I'm not going to tell you everything I do to comp a house, because I don't want to bore you. But for one thing, I'm in the houses on Tuesdays. So every time I walk into a house, whatever that house is telling me goes into my gut, and I'll use it later down the road. If the house isn't right for a client of mine, I still go in there and pay attention and just "feel the house" a bit with my insides so I can file it in my gut for later.

Then I watch that house on the MLS at night with my headphones on, while the rest of the world is watching Million Dollar Listing (ugh). I watch that house go into escrow, fall out of escrow if that's going to happen, go back in escrow, and then eventually sell. I watch the whole thing. It's like watching a baseball game to me. It relaxes me. The rhythm of this is like the rhythm of a poker table. I can tell by how long it took to go into escrow, and how quickly it goes from looking for backup to pending, and how quickly it sells, everything I need to know about the market. I can tell the whole story of the transaction. It's like watching a movie. If it's moving hot, that tells me one thing. If it's cooling, that tells me another. If you're selling your house, your realtor uses this information when they counsel you about making a price adjustment.

These websites... can't do... any of this. Zillow is bird's eye. I'm in the house. Then I eat lunch right there and I take the temperature of the neighborhood. Are there any new cool stores and restaurants? What's going on over there? How is the traffic? Is the traffic getting better or worse? I drive around. I talk to people. I feel it. This is what your good, hard working, local real estate agent does. We are Angelenos and we control our own schedule for the most part, but we are always "tuned in" to what's going on. Those websites can't touch us. Many, many agents don't do this. Most agents probably don't do it. But the good ones do.
Selling houses in L.A.? That's high stakes, no limit all the way. It's flying an airplane. It has so much texture to it, it's fascinating.

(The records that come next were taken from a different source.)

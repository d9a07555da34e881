//! Snapshot-diff event source. Lists processes on an interval and reports the
//! difference as creation / deletion records, for hosts (or configs) without
//! an instrumentation channel.

use super::{BatchSink, EventSource, InstanceEvent, Subscription};
use crate::error::{Error, Result};
use crate::os::{OsError, OsErrorKind, ProcessQuery};
use std::collections::BTreeMap;
use std::sync::mpsc::{self, Receiver, RecvTimeoutError, Sender};
use std::sync::Arc;
use std::thread::{self, JoinHandle};
use std::time::Duration;
use tracing::{debug, warn};

type Listing = BTreeMap<u32, String>;

pub struct PollingEventSource<Q> {
    query: Arc<Q>,
    interval: Duration,
}

impl<Q: ProcessQuery + 'static> PollingEventSource<Q> {
    pub fn new(query: Arc<Q>, interval: Duration) -> Self {
        Self { query, interval }
    }
}

fn listing<Q: ProcessQuery>(query: &Q) -> std::result::Result<Listing, OsError> {
    Ok(query
        .list_processes()?
        .into_iter()
        .map(|e| (e.pid, e.name))
        .collect())
}

/// Deletions first, then creations, each by pid. A pid whose name changed
/// was reused: it is reported as both.
fn diff(previous: &Listing, current: &Listing) -> Vec<InstanceEvent> {
    let mut events = Vec::new();
    for (pid, name) in previous {
        if current.get(pid) != Some(name) {
            events.push(InstanceEvent::deletion(*pid, name.clone()));
        }
    }
    for (pid, name) in current {
        if previous.get(pid) != Some(name) {
            events.push(InstanceEvent::creation(*pid, name.clone()));
        }
    }
    events
}

impl<Q: ProcessQuery + 'static> EventSource for PollingEventSource<Q> {
    fn subscribe(self, sink: BatchSink) -> Result<Box<dyn Subscription>> {
        let baseline = listing(self.query.as_ref()).map_err(Error::Subscription)?;
        let (stop, stopped) = mpsc::channel();
        let query = self.query;
        let interval = self.interval;
        let thread = thread::Builder::new()
            .name("procview-poll".to_string())
            .spawn(move || poll_loop(query.as_ref(), interval, baseline, sink, stopped))
            .map_err(|e| Error::Subscription(OsError::new("spawn", OsErrorKind::Other, 0, e.to_string())))?;
        debug!(interval_ms = interval.as_millis() as u64, "polling source started");
        Ok(Box::new(PollingSubscription {
            stop: Some(stop),
            thread: Some(thread),
        }))
    }
}

fn poll_loop<Q: ProcessQuery>(
    query: &Q,
    interval: Duration,
    mut known: Listing,
    sink: BatchSink,
    stopped: Receiver<()>,
) {
    loop {
        match stopped.recv_timeout(interval) {
            Err(RecvTimeoutError::Timeout) => {}
            Ok(()) | Err(RecvTimeoutError::Disconnected) => break,
        }
        let current = match listing(query) {
            Ok(c) => c,
            Err(e) => {
                warn!(error = %e, "process listing failed; retrying next interval");
                continue;
            }
        };
        let batch = diff(&known, &current);
        known = current;
        if !batch.is_empty() {
            sink(batch);
        }
    }
}

struct PollingSubscription {
    stop: Option<Sender<()>>,
    thread: Option<JoinHandle<()>>,
}

impl Subscription for PollingSubscription {
    fn cancel(&mut self) {
        self.stop.take();
        if let Some(thread) = self.thread.take() {
            if thread.join().is_err() {
                warn!("polling thread panicked");
            }
        }
    }
}

impl Drop for PollingSubscription {
    fn drop(&mut self) {
        self.cancel();
    }
}
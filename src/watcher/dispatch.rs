//! Owner-thread work queue. Any thread may post; only the owner drains, in
//! enqueue order, against its own state `C`.

use std::sync::mpsc::{self, Receiver, RecvTimeoutError, Sender, TryRecvError};
use std::time::Duration;
use thiserror::Error;

type Task<C> = Box<dyn FnOnce(&mut C) + Send>;

#[derive(Debug, Error)]
#[error("dispatcher has shut down")]
pub struct DispatcherClosed;

pub struct Dispatcher<C> {
    sender: Sender<Task<C>>,
    receiver: Receiver<Task<C>>,
}

/// Cloneable, `Send` posting end of a [`Dispatcher`].
pub struct DispatcherHandle<C> {
    sender: Sender<Task<C>>,
}

impl<C> Clone for DispatcherHandle<C> {
    fn clone(&self) -> Self {
        Self {
            sender: self.sender.clone(),
        }
    }
}

impl<C> DispatcherHandle<C> {
    /// Non-blocking, FIFO.
    pub fn post(&self, task: impl FnOnce(&mut C) + Send + 'static) -> Result<(), DispatcherClosed> {
        self.sender.send(Box::new(task)).map_err(|_| DispatcherClosed)
    }
}

impl<C> Default for Dispatcher<C> {
    fn default() -> Self {
        Self::new()
    }
}

impl<C> Dispatcher<C> {
    pub fn new() -> Self {
        let (sender, receiver) = mpsc::channel();
        Self { sender, receiver }
    }

    pub fn handle(&self) -> DispatcherHandle<C> {
        DispatcherHandle {
            sender: self.sender.clone(),
        }
    }

    /// Run everything queued right now, plus anything those tasks post.
    pub fn run_pending(&self, ctx: &mut C) -> usize {
        let mut ran = 0;
        loop {
            match self.receiver.try_recv() {
                Ok(task) => {
                    task(ctx);
                    ran += 1;
                }
                Err(TryRecvError::Empty) | Err(TryRecvError::Disconnected) => return ran,
            }
        }
    }

    /// Wait up to `timeout` for the first task, then drain.
    pub fn run_for(&self, ctx: &mut C, timeout: Duration) -> usize {
        match self.receiver.recv_timeout(timeout) {
            Ok(task) => {
                task(ctx);
                1 + self.run_pending(ctx)
            }
            Err(RecvTimeoutError::Timeout) | Err(RecvTimeoutError::Disconnected) => 0,
        }
    }
}

#[cfg(test)]
mod tests {
    use super::*;
    use std::thread;

    #[test]
    fn runs_tasks_in_post_order() {
        let d: Dispatcher<Vec<u32>> = Dispatcher::new();
        let h = d.handle();
        for i in 0..5 {
            h.post(move |v| v.push(i)).unwrap();
        }
        let mut out = Vec::new();
        assert_eq!(d.run_pending(&mut out), 5);
        assert_eq!(out, vec![0, 1, 2, 3, 4]);
        assert_eq!(d.run_pending(&mut out), 0);
    }

    #[test]
    fn accepts_posts_from_other_threads() {
        let d: Dispatcher<Vec<u32>> = Dispatcher::new();
        let h = d.handle();
        thread::spawn(move || {
            for i in 0..3 {
                h.post(move |v| v.push(i)).unwrap();
            }
        })
        .join()
        .unwrap();
        let mut out = Vec::new();
        d.run_for(&mut out, Duration::from_millis(100));
        assert_eq!(out, vec![0, 1, 2]);
    }

    #[test]
    fn post_after_drop_fails() {
        let d: Dispatcher<()> = Dispatcher::new();
        let h = d.handle();
        drop(d);
        assert!(h.post(|_| {}).is_err());
    }

    #[test]
    fn run_for_times_out_when_idle() {
        let d: Dispatcher<()> = Dispatcher::new();
        assert_eq!(d.run_for(&mut (), Duration::from_millis(10)), 0);
    }
}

You're at the table, and you're sitting there with your headphones on, and you're just feeling the table tighten up and loosen up. It's all feel. There's nothing I like more. It's no different than watching the real estate market at night with your headphones on. Let's say you have a pair of sevens or something, and there's a flush draw on the board, and the other player is betting into you and putting you up against the wall. What do you do? You take the most base, obvious data (the piece that Zillow can do), and then you use all your tools that you've built up from years in the game. You use your experience and your instincts that you have earned over time at the tables. And you make the call.

For me, houses are cards and cards are houses. It's all the same thing.

Right now? There's no inventory. The table is tight. The interest rates are very low, more people with chips want to get into the game but there's none available. There initials are on the board. It will loosen up, but be patient. Hang tight and be ready to pounce. If you find a house you like, it's a seller's market right now. Bet large or someone's going to come over the top on you.